▶ _What you are asked to do_
Return exactly the lines below, starting with the one that has "self.entries.len()" and going on through the one that has "A new store".

▶ _Data records_
►

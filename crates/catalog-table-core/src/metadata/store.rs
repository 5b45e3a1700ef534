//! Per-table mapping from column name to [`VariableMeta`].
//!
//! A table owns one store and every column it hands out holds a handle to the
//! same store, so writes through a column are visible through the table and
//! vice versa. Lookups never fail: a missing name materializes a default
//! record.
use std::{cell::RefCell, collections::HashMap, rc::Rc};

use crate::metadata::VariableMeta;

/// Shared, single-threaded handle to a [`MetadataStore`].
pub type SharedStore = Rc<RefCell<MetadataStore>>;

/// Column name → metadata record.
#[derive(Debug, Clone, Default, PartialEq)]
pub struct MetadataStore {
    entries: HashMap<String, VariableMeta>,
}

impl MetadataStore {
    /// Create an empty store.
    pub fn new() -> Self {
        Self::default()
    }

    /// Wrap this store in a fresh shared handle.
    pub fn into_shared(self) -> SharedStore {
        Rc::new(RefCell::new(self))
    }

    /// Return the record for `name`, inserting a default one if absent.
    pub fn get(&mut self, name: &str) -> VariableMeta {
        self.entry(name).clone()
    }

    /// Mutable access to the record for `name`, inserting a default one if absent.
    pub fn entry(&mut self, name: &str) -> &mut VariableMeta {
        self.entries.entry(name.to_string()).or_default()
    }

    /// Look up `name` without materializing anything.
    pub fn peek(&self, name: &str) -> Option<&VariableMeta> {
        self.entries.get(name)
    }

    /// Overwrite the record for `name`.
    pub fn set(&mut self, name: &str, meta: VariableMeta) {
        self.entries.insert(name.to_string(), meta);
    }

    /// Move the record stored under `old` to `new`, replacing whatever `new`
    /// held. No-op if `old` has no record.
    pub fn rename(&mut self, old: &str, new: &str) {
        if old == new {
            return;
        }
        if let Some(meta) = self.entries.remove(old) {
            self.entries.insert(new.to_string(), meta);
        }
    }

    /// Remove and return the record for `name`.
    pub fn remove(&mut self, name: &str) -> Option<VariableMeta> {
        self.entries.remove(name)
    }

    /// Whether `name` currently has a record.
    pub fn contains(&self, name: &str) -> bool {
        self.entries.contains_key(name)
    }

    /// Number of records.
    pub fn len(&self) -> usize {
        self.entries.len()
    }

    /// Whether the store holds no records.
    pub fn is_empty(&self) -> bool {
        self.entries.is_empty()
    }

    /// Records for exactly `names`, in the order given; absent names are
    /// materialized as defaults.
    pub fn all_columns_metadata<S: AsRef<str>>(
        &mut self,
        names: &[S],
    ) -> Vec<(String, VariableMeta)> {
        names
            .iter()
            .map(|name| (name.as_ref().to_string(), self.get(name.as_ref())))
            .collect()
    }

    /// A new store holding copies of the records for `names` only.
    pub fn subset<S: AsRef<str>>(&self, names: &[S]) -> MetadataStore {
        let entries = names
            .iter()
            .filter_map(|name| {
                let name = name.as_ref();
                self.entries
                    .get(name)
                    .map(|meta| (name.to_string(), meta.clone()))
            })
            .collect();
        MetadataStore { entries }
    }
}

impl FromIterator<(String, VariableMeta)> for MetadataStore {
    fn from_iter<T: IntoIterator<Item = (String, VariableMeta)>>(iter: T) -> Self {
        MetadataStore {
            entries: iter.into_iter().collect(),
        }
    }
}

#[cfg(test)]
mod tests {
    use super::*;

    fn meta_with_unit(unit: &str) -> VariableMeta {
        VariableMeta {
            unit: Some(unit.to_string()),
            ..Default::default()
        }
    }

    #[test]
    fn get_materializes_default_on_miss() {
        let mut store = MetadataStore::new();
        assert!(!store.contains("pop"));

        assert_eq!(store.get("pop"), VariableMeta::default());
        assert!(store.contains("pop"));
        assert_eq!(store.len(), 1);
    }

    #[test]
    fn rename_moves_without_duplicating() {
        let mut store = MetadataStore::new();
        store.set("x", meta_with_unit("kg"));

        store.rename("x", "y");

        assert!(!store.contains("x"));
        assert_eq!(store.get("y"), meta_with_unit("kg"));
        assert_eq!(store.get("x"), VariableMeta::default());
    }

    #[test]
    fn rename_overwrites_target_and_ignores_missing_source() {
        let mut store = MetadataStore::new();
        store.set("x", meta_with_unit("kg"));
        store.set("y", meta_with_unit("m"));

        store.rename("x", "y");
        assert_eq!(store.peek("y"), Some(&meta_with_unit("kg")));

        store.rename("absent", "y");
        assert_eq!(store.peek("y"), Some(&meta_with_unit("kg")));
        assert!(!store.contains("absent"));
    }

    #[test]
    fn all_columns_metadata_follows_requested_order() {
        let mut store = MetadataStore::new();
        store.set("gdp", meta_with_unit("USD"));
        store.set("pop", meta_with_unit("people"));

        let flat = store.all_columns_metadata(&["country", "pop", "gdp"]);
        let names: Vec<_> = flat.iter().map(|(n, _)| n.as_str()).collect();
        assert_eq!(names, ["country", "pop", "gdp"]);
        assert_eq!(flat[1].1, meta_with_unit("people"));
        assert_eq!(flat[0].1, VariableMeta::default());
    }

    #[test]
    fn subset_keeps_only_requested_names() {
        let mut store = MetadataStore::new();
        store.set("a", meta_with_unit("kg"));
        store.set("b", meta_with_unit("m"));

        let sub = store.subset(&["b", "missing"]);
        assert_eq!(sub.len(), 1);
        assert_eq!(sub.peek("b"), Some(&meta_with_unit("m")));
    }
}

◄
►

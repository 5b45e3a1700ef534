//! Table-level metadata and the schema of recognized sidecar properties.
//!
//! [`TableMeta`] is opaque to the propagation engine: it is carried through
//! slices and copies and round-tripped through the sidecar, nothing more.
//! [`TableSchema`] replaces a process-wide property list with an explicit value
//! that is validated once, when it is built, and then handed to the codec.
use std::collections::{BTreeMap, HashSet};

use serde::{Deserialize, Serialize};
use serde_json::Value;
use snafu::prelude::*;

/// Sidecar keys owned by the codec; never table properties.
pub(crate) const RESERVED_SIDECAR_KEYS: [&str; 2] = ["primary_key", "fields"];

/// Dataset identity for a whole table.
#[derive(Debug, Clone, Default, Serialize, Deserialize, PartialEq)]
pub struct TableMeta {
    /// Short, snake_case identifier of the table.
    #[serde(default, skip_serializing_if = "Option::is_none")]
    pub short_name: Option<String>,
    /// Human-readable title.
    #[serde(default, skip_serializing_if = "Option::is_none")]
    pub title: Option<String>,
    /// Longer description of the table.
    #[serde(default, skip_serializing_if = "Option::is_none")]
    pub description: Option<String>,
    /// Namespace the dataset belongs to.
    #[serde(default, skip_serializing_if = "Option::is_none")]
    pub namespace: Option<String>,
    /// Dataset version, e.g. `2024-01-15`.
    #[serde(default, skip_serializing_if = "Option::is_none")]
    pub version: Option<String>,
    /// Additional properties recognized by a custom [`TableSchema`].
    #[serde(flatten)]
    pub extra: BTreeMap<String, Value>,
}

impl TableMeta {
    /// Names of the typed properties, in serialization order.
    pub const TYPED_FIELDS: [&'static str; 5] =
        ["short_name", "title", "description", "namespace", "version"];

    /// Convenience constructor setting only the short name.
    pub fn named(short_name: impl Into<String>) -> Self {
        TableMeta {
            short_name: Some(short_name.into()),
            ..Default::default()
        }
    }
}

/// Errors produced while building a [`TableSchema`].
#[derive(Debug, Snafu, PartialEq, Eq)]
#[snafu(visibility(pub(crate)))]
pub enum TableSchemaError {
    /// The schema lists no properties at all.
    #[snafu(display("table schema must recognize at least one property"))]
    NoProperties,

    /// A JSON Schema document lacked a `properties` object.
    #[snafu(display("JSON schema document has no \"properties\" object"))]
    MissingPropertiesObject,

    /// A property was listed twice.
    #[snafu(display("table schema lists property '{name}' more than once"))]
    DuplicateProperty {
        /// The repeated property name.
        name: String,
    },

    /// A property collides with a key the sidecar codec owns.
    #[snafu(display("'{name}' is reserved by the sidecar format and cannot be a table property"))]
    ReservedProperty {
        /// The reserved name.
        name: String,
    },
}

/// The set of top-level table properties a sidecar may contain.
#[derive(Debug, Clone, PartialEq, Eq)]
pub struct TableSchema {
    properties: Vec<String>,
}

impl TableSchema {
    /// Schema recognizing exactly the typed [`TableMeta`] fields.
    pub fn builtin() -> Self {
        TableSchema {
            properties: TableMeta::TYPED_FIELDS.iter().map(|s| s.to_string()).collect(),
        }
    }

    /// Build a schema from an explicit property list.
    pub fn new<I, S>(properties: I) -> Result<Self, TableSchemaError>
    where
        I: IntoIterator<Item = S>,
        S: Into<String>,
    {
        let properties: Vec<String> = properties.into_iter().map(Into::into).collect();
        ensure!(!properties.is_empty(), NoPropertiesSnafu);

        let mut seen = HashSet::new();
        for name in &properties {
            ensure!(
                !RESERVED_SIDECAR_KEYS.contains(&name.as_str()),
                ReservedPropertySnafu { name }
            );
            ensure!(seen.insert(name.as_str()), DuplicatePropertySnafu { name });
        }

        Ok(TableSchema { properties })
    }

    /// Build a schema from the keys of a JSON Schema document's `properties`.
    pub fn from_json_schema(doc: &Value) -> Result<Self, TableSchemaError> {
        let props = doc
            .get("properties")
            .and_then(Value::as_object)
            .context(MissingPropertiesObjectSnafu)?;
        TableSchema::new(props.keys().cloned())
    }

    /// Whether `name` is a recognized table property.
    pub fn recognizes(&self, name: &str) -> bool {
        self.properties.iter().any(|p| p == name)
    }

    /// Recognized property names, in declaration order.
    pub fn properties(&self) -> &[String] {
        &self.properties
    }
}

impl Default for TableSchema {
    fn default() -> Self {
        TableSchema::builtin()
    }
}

◄

▶ _Exercise solution_
        self.entries.len()
    }

    /// Whether the store holds no records.
    pub fn is_empty(&self) -> bool {
        self.entries.is_empty()
    }

    /// Records for exactly `names`, in the order given; absent names are
    /// materialized as defaults.
    pub fn all_columns_metadata<S: AsRef<str>>(
        &mut self,
        names: &[S],
    ) -> Vec<(String, VariableMeta)> {
        names
            .iter()
            .map(|name| (name.as_ref().to_string(), self.get(name.as_ref())))
            .collect()
    }

    /// A new store holding copies of the records for `names` only.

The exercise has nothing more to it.